せめて家事を手伝おうかと思ったが、寝込んでいる事になっている人間が日の下を歩いてはいけないと洗濯をさせてもらえないのは勿論、窓を開けて掃除をして村人に見られたらいけないから、と掃除もさせてもらえない。
食事は小松に遠慮しているのか、ココは小松の前で食事をとることはない。
気にすることはないと思うのだが、そこまで気を使うココに作らせてほしいとも言えない…

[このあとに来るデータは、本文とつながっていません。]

//! Route guards: sign-up redirect, role checks, logout.

mod common;

use axum::http::StatusCode;
use common::{TestFixture, ADMIN_TOKEN, CREATOR_TOKEN, USER_TOKEN};
use serde_json::json;

#[tokio::test]
async fn test_public_routes_need_no_session() {
    let fixture = TestFixture::new().await;

    assert_status!(fixture.get("/api/v1/health").await, StatusCode::OK);
    assert_status!(fixture.get("/api/v1/communities").await, StatusCode::OK);
    assert_status!(fixture.get("/api/v1/categories").await, StatusCode::OK);
}

#[tokio::test]
async fn test_protected_route_redirects_to_sign_up() {
    let fixture = TestFixture::new().await;

    for path in [
        "/api/v1/me",
        "/api/v1/withdrawals",
        "/api/v1/admin/analytics",
        "/api/v1/courses/k1/classroom",
    ] {
        let response = fixture.get(path).await;
        assert_status!(response, StatusCode::SEE_OTHER);
        assert_eq!(response.location(), Some("/signup"), "path {}", path);
    }
}

#[tokio::test]
async fn test_expired_session_redirects_to_sign_up() {
    let fixture = TestFixture::new().await;

    let response = fixture.get_as("expired", "/api/v1/me").await;

    assert_status!(response, StatusCode::SEE_OTHER);
    assert_eq!(response.location(), Some("/signup"));
}

#[tokio::test]
async fn test_me_returns_profile() {
    let fixture = TestFixture::new().await;

    let response = fixture.get_as(USER_TOKEN, "/api/v1/me").await;

    assert_status!(response, StatusCode::OK);
    assert_eq!(response.body["id"], "u1");
    assert_eq!(response.body["role"], "user");
}

#[tokio::test]
async fn test_user_cannot_reach_creator_routes() {
    let fixture = TestFixture::new().await;

    let response = fixture
        .post_as(
            USER_TOKEN,
            "/api/v1/communities",
            json!({"name": "X", "description": "Y", "category": "Tech", "fee": "0"}),
        )
        .await;
    assert_status!(response, StatusCode::FORBIDDEN);

    let response = fixture.get_as(USER_TOKEN, "/api/v1/withdrawals").await;
    assert_status!(response, StatusCode::FORBIDDEN);
    assert_eq!(fixture.api.call_count("create_community").await, 0);
}

#[tokio::test]
async fn test_creator_cannot_reach_admin_routes() {
    let fixture = TestFixture::new().await;

    for path in ["/api/v1/admin/analytics", "/api/v1/admin/error-logs"] {
        let response = fixture.get_as(CREATOR_TOKEN, path).await;
        assert_status!(response, StatusCode::FORBIDDEN);
    }

    let response = fixture
        .put_as(
            CREATOR_TOKEN,
            "/api/v1/withdrawals/w1",
            json!({"status": "approved"}),
        )
        .await;
    assert_status!(response, StatusCode::FORBIDDEN);
}

#[tokio::test]
async fn test_admin_reaches_everything() {
    let fixture = TestFixture::new().await;

    for path in [
        "/api/v1/admin/analytics",
        "/api/v1/admin/error-logs",
        "/api/v1/withdrawals",
        "/api/v1/me/analytics",
    ] {
        let response = fixture.get_as(ADMIN_TOKEN, path).await;
        assert_status!(response, StatusCode::OK);
    }
}

#[tokio::test]
async fn test_creator_dashboard() {
    let fixture = TestFixture::new().await;

    let response = fixture.get_as(CREATOR_TOKEN, "/api/v1/me/analytics").await;
    assert_status!(response, StatusCode::OK);
    assert_eq!(response.body["totalCommunities"], 0);

    let response = fixture.get_as(USER_TOKEN, "/api/v1/me/analytics").await;
    assert_status!(response, StatusCode::FORBIDDEN);
}

#[tokio::test]
async fn test_logout_drops_cached_profile() {
    let fixture = TestFixture::new().await;

    fixture.get_as(USER_TOKEN, "/api/v1/me").await;
    fixture.get_as(USER_TOKEN, "/api/v1/me").await;
    assert_eq!(fixture.api.call_count("current_user").await, 1);

    let response = fixture
        .request("POST", "/api/v1/logout", Some(USER_TOKEN), None)
        .await;
    assert_status!(response, StatusCode::OK);

    fixture.get_as(USER_TOKEN, "/api/v1/me").await;
    assert_eq!(fixture.api.call_count("current_user").await, 2);
}

#[tokio::test]
async fn test_settings_are_validated() {
    let fixture = TestFixture::new().await;

    let response = fixture
        .put_as(USER_TOKEN, "/api/v1/me/settings", json!({"email": "nope"}))
        .await;
    assert_status!(response, StatusCode::UNPROCESSABLE_ENTITY);
    assert_eq!(response.body["fields"][0]["field"], "email");
    assert_eq!(fixture.api.call_count("update_settings").await, 0);

    let response = fixture
        .put_as(
            USER_TOKEN,
            "/api/v1/me/settings",
            json!({"name": "Ada", "email": "ada@example.com"}),
        )
        .await;
    assert_status!(response, StatusCode::OK);
    assert_eq!(response.body["name"], "Ada");
}

#[tokio::test]
async fn test_unknown_path_is_not_found() {
    let fixture = TestFixture::new().await;

    let response = fixture.get("/api/v1/nowhere").await;

    assert_status!(response, StatusCode::NOT_FOUND);
    assert_eq!(response.body["state"], "not_found");
}

#[tokio::test]
async fn test_metrics_endpoint() {
    let fixture = TestFixture::new().await;
    fixture.get("/api/v1/communities").await;

    let text = fixture.get_text("/metrics").await;

    assert!(text.contains("agora_http_requests_total"));
    assert!(text.contains("agora_cache_lookups_total"));
}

いや、化け物の作った食事を口にしたくないのかもしれないと思えば、いくら料理好きとは言え、小松からココに頼む事など出来なくなっていた。
ただ無為に時間だけが過ぎていく。
たった数日が酷く長い。
厚いカーテンごしに聞こえる小鳥の囀り。
ぼんやりと目を覚ませばココと目が合った。
「おはようございます」
「あぁ…起きたの」
ちらりと視線をよこしたココは、すぐに手元に広げた本に目を落とした。
いつもと同じ朝のはずだがどこか違和感。
ココは聖書を見てぶつぶつと呟いている。
そうだ、今日は日曜日。
初めてのミサの日だ。
ふ、と顔を上げたココは読みかけの聖書を置いて席を立った。
やはり色々と準備が忙しいのだろう。
手伝えないのが心苦しい。
ふと机を見れば、ココが何かの実を磨り潰したような乳鉢がある。
毎朝ココが小松に塗ってくれる薬草だろう。
今は出歩かせて貰えないので、気の早い村人と鉢合わせる可能性のあるミサの準備の手伝いは出来ないが、その分自分の手当てくらいならココの手を患わせなくて済むだろう。
そう思って乳鉢を覗き込めば、ツンと鼻に来る刺激臭。
「うっ!」
思わず身体が引けるが、間違いなく自分が普段塗られている薬の匂いだ。
包帯を外し、恐る恐る乳鉢の中身を手に取り傷口に塗る。
もう殆ど良くなってきているからか、しみるような痛みはなくなってきていたのに、今日はやけにピリピリと皮膚が引きつるような痛みが持続する。
塗り方にもよるのかも、と薬でベタつく右手を舐めた。
「うげぇー」
予想に違わず不味い。
独特のエグみがいつまでも舌に残って喉の方までイガイガする。
これは料理に使えそうもない。
ふと顔を上げると、ココと目が合った。
「あ、ココさ…」
どうやら戻ってきたらしい、と声をかけようとして思わず言葉を飲み込む。
「…何、してるんだ…?」
その顔は作り物のように表情なく強ばっていて、小松はそれを怖いと思った。
「あ、の、その、ボク…自分の事くらい、自分でしようと…」
上手く動かない舌を必死に動かして、ココを見上げる。
「勝手にっ…!」
ガッと乱暴に両肩を捕まれ、小松はびくっと体を強ばらせて目をつぶった。
殴られる事も覚悟したのに、いつまで経っても制裁はこない。
恐る恐る目を開けると、難しい顔をしたままココは小松を見ていた。
「…すまない、取り乱したりして。恐がらせるつもりはなかったんだ」
軟化したココの態度に安心し、涙腺が緩む。
きっと、してはいけない事をしてしまったのだ。
あんな風に怒るなんて、思ってもいなかった。
「ごめっ…ごめんなさい、ココさぁん」
謝ると、ますます耐えられなくなった。
うわあぁんと声を上げて泣き出した小松を宥める為に、ココはポンポンと頭を叩く。
ココが意識的にしてくれているのか、今までも何度か行われた行為。
酷く安心するその動作に、涙腺が涸れるまで小松は泣いた。